(The data begins)
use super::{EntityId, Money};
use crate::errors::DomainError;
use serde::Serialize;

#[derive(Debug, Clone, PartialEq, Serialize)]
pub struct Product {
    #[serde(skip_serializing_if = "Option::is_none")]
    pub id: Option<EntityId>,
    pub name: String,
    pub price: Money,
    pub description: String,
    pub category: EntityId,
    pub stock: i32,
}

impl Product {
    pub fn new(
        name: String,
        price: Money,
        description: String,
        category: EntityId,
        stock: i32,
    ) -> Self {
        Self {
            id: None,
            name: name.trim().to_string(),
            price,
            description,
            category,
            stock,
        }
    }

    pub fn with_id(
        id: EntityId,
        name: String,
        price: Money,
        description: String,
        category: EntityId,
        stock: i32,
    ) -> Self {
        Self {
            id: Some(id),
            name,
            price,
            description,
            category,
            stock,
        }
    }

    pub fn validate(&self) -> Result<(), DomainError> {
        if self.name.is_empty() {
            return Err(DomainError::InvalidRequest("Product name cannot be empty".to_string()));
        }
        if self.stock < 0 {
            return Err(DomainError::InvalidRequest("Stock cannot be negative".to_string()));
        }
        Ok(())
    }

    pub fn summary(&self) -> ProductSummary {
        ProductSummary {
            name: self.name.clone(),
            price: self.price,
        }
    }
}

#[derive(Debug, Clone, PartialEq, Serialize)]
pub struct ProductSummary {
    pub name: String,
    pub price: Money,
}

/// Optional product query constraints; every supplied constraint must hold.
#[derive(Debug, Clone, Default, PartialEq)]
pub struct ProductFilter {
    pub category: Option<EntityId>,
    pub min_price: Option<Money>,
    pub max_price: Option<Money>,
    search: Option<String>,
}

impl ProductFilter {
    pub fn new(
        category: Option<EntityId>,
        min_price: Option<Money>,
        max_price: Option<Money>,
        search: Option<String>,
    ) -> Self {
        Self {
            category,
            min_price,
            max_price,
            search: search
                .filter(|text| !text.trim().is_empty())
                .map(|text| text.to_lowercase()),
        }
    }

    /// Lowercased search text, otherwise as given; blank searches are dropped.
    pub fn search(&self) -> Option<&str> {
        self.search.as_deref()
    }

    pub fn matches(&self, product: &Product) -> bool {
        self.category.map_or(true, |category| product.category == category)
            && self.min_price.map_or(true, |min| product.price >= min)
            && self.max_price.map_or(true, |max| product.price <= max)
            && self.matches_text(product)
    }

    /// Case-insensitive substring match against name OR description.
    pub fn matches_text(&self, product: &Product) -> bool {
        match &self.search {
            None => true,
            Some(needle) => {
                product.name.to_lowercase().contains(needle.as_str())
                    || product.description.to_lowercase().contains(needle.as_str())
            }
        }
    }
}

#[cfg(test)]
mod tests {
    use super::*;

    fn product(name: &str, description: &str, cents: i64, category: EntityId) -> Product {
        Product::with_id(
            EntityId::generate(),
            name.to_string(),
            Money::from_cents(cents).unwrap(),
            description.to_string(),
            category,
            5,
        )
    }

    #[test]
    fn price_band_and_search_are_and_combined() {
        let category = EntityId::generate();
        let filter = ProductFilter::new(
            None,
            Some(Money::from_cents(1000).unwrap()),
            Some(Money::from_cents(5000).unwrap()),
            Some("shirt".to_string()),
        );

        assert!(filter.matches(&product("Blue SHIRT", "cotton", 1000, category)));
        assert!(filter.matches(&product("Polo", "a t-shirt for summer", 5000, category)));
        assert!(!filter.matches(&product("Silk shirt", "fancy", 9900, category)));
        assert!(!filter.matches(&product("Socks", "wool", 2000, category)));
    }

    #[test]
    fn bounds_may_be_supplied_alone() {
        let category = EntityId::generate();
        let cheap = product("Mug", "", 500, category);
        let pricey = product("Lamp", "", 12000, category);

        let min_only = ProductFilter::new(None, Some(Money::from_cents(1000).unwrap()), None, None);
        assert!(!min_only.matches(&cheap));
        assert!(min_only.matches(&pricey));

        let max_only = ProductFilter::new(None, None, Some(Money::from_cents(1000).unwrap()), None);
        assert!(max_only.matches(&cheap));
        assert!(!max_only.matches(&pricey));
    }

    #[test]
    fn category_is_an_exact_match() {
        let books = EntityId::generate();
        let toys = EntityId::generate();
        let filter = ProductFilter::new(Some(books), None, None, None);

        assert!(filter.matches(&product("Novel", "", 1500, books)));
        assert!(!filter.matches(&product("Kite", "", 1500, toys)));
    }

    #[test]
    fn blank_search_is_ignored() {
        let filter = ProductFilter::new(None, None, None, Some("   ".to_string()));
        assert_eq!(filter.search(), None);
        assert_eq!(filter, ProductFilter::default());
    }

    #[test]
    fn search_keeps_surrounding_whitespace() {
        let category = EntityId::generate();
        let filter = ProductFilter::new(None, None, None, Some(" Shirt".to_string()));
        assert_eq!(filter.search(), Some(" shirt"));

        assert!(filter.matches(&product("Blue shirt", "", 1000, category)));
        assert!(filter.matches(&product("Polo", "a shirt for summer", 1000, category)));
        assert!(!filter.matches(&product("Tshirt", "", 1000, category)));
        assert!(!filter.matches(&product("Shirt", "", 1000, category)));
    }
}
(The data ends)
(The data begins)
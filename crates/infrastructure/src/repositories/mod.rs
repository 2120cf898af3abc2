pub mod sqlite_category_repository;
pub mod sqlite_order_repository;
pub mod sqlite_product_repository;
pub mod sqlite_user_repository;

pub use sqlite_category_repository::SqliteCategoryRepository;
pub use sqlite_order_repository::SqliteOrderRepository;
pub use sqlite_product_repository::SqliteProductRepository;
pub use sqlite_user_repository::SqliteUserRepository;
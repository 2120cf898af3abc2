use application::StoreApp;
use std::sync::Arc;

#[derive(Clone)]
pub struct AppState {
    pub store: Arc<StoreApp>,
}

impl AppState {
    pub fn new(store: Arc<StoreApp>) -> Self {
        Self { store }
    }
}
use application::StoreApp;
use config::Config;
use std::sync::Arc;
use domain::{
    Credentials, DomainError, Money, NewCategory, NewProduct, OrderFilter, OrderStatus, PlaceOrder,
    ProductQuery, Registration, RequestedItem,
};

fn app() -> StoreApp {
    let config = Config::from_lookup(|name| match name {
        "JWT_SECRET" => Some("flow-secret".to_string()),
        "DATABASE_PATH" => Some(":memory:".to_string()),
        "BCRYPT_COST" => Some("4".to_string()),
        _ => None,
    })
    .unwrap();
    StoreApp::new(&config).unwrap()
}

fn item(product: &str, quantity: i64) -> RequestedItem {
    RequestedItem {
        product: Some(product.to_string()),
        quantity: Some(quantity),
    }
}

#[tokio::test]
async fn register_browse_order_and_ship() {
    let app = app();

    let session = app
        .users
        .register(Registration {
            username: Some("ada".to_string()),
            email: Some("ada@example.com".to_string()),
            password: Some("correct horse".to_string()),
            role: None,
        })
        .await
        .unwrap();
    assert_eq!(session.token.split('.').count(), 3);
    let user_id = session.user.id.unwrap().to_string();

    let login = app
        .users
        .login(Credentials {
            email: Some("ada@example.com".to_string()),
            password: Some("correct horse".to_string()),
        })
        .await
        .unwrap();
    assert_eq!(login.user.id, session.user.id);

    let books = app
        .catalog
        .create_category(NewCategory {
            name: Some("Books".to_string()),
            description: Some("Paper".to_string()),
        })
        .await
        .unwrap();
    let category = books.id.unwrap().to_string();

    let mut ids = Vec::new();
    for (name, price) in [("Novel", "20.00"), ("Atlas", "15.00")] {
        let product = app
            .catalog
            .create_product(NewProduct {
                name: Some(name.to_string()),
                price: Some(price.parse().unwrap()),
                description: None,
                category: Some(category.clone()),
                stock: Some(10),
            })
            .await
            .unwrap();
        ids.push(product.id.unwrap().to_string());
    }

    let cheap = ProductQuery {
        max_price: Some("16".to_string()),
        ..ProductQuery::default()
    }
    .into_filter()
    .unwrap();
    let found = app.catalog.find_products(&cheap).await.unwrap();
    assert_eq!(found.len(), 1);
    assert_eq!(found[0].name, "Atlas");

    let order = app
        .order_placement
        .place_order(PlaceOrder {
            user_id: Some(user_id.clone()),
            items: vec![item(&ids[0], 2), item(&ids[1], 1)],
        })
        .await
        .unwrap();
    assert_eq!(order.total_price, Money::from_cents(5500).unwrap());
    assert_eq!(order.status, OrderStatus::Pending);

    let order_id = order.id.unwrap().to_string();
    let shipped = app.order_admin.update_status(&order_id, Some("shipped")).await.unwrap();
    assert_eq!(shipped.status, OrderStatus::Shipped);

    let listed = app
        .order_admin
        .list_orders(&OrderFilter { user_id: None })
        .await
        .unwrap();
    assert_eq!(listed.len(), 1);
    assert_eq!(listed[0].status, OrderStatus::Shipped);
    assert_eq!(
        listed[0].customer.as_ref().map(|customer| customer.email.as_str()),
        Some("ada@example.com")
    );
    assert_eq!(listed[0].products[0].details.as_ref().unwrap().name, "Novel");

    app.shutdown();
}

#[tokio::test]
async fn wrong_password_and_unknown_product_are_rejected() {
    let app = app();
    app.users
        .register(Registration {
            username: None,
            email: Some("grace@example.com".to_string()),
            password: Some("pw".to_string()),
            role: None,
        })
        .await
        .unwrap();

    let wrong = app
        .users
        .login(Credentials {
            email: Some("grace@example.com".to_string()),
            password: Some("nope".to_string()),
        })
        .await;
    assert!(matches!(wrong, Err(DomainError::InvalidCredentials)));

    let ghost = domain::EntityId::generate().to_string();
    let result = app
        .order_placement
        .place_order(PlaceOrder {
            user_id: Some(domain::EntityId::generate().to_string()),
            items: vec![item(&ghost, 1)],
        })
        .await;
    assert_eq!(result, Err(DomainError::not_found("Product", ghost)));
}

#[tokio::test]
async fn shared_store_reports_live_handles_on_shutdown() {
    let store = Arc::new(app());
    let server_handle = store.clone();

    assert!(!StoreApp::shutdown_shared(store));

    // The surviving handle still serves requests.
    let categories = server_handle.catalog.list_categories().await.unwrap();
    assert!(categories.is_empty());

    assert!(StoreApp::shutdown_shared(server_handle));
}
(The data ends)
(The data begins)
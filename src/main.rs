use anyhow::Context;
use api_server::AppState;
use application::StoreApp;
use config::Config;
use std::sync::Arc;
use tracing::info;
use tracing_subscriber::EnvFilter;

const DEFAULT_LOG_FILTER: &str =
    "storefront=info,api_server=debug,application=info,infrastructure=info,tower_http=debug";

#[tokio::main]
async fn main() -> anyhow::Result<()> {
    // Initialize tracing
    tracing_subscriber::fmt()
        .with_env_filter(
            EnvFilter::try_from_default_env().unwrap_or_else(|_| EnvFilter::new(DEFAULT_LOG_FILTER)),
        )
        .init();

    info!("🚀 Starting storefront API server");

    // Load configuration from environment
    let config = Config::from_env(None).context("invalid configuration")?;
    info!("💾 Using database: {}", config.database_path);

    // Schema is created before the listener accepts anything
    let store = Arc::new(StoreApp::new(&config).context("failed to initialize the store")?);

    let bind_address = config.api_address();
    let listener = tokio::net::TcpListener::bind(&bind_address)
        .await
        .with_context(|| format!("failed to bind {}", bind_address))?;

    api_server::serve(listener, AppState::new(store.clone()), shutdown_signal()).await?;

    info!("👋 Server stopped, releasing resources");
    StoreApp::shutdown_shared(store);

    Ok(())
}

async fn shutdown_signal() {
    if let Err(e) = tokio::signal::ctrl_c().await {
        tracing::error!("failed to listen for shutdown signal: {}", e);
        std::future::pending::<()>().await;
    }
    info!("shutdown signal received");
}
(The data ends)
What you have to do
In your answer, include only the lines above starting at the line that holds "name cannot be" and ending at the line that holds "constraint must hold.", copied exactly.

Task output
            return Err(DomainError::InvalidRequest("Product name cannot be empty".to_string()));
        }
        if self.stock < 0 {
            return Err(DomainError::InvalidRequest("Stock cannot be negative".to_string()));
        }
        Ok(())
    }

    pub fn summary(&self) -> ProductSummary {
        ProductSummary {
            name: self.name.clone(),
            price: self.price,
        }
    }
}

#[derive(Debug, Clone, PartialEq, Serialize)]
pub struct ProductSummary {
    pub name: String,
    pub price: Money,
}

/// Optional product query constraints; every supplied constraint must hold.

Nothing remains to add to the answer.